Saved data entries:
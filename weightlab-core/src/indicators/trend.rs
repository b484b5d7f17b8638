//! Recent trend label: short SMA against long EMA.

use serde::{Deserialize, Serialize};

use super::series::{ewm, rolling_mean};
use crate::domain::bar::closes;
use crate::domain::Bar;

pub const SHORT_WINDOW: usize = 20;
pub const LONG_SPAN: usize = 90;

#[derive(Debug, Clone, Copy, PartialEq, Eq, Serialize, Deserialize)]
#[serde(rename_all = "lowercase")]
pub enum Trend {
    Up,
    Down,
    Flat,
}

impl Trend {
    pub fn name(self) -> &'static str {
        match self {
            Trend::Up => "up",
            Trend::Down => "down",
            Trend::Flat => "flat",
        }
    }
}

/// Trend on the latest bar: `Up` when SMA(20) is above EMA(90), `Down` when
/// below, `Flat` when equal or not yet computable.
pub fn recent_trend(bars: &[Bar]) -> Trend {
    let closes = closes(bars);
    let short = rolling_mean(&closes, SHORT_WINDOW);
    let long = ewm(&closes, LONG_SPAN);
    match (short.last(), long.last()) {
        (Some(&s), Some(&l)) if s.is_finite() && l.is_finite() => {
            if s > l {
                Trend::Up
            } else if s < l {
                Trend::Down
            } else {
                Trend::Flat
            }
        }
        _ => Trend::Flat,
    }
}

#[cfg(test)]
mod tests {
    use super::*;
    use crate::indicators::make_bars;

    #[test]
    fn rising_prices_trend_up() {
        let closes: Vec<f64> = (0..120).map(|i| 50.0 + i as f64).collect();
        assert_eq!(recent_trend(&make_bars(&closes)), Trend::Up);
    }

    #[test]
    fn falling_prices_trend_down() {
        let closes: Vec<f64> = (0..120).map(|i| 200.0 - i as f64).collect();
        assert_eq!(recent_trend(&make_bars(&closes)), Trend::Down);
    }

    #[test]
    fn short_history_is_flat() {
        assert_eq!(recent_trend(&make_bars(&[1.0, 2.0, 3.0])), Trend::Flat);
    }
}
//! Plain numeric helpers over `f64` slices.
//!
//! NaN marks a missing observation throughout. Statistics skip NaNs, rolling
//! windows containing a NaN produce NaN.

/// Arithmetic mean of the finite values; `None` when there are none.
pub fn mean(values: &[f64]) -> Option<f64> {
    let mut sum = 0.0;
    let mut count = 0usize;
    for &v in values {
        if v.is_finite() {
            sum += v;
            count += 1;
        }
    }
    (count > 0).then(|| sum / count as f64)
}

/// Sample standard deviation (n - 1 denominator) of the finite values.
///
/// `None` when fewer than two finite values exist.
pub fn sample_std(values: &[f64]) -> Option<f64> {
    let finite: Vec<f64> = values.iter().copied().filter(|v| v.is_finite()).collect();
    if finite.len() < 2 {
        return None;
    }
    let m = finite.iter().sum::<f64>() / finite.len() as f64;
    let var = finite.iter().map(|v| (v - m) * (v - m)).sum::<f64>() / (finite.len() - 1) as f64;
    Some(var.sqrt())
}

/// Period-over-period fractional change. Index 0 is NaN.
///
/// A zero previous value produces NaN rather than an infinity.
pub fn pct_change(values: &[f64]) -> Vec<f64> {
    let mut out = vec![f64::NAN; values.len()];
    for i in 1..values.len() {
        let prev = values[i - 1];
        let curr = values[i];
        if prev.is_finite() && curr.is_finite() && prev != 0.0 {
            out[i] = (curr - prev) / prev;
        }
    }
    out
}

/// First difference. Index 0 is NaN.
pub fn diff(values: &[f64]) -> Vec<f64> {
    let mut out = vec![f64::NAN; values.len()];
    for i in 1..values.len() {
        out[i] = values[i] - values[i - 1];
    }
    out
}

/// Rolling mean over `window` values; first `window - 1` entries are NaN.
pub fn rolling_mean(values: &[f64], window: usize) -> Vec<f64> {
    rolling(values, window, |w| w.iter().sum::<f64>() / w.len() as f64)
}

/// Rolling sample standard deviation over `window` values.
pub fn rolling_std(values: &[f64], window: usize) -> Vec<f64> {
    rolling(values, window, |w| sample_std(w).unwrap_or(f64::NAN))
}

fn rolling(values: &[f64], window: usize, f: impl Fn(&[f64]) -> f64) -> Vec<f64> {
    let n = values.len();
    let mut out = vec![f64::NAN; n];
    if window == 0 || n < window {
        return out;
    }
    for i in (window - 1)..n {
        let w = &values[i + 1 - window..=i];
        if w.iter().any(|v| v.is_nan()) {
            continue;
        }
        out[i] = f(w);
    }
    out
}

/// Exponentially weighted mean with `alpha = 2 / (span + 1)`, seeded with the
/// first value (no bias adjustment). A NaN input taints the rest of the series.
pub fn ewm(values: &[f64], span: usize) -> Vec<f64> {
    let n = values.len();
    let mut out = vec![f64::NAN; n];
    if n == 0 || span == 0 || values[0].is_nan() {
        return out;
    }
    let alpha = 2.0 / (span as f64 + 1.0);
    let mut prev = values[0];
    out[0] = prev;
    for i in 1..n {
        if values[i].is_nan() {
            return out;
        }
        prev = alpha * values[i] + (1.0 - alpha) * prev;
        out[i] = prev;
    }
    out
}

/// Latest finite value of a series.
pub fn last_finite(values: &[f64]) -> Option<f64> {
    values.iter().rev().copied().find(|v| v.is_finite())
}
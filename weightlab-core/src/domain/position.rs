use chrono::NaiveDate;
use serde::{Deserialize, Serialize};

/// Position record held by the investor.
///
/// Field names on the wire follow the portfolio file format
/// (`ticker_symbol`, `stocks_owned`, `average_cost`, `as_of_date`).
#[derive(Debug, Clone, PartialEq, Serialize, Deserialize)]
pub struct PositionRecord {
    #[serde(rename = "ticker_symbol")]
    pub symbol: String,
    #[serde(rename = "stocks_owned")]
    pub units: f64,
    pub average_cost: f64,
    #[serde(rename = "as_of_date")]
    pub as_of: NaiveDate,
}

impl PositionRecord {
    /// Cost basis of the position.
    pub fn total_cost(&self) -> f64 {
        self.units * self.average_cost
    }

    pub fn market_value(&self, current_price: f64) -> f64 {
        self.units * current_price
    }

    pub fn unrealized_pnl(&self, current_price: f64) -> f64 {
        self.units * (current_price - self.average_cost)
    }

    /// Buy `amount` of cash worth at `price`, updating units and cost basis.
    ///
    /// Returns false (and leaves the record untouched) for a non-positive
    /// amount or price.
    pub fn buy(&mut self, amount: f64, price: f64, date: NaiveDate) -> bool {
        if amount <= 0.0 || price <= 0.0 || !amount.is_finite() || !price.is_finite() {
            return false;
        }
        let added_units = amount / price;
        let new_units = self.units + added_units;
        self.average_cost = (self.total_cost() + amount) / new_units;
        self.units = new_units;
        self.as_of = date;
        true
    }
}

▶ [Exercise requirements]:
Begin with the line that contains "self.average_cost = (self.total_cost()" and end with the last line of the data. Repeat those two lines and all between them exactly.

▶ [Reply to the task]:
        self.average_cost = (self.total_cost() + amount) / new_units;
        self.units = new_units;
        self.as_of = date;
        true
    }
}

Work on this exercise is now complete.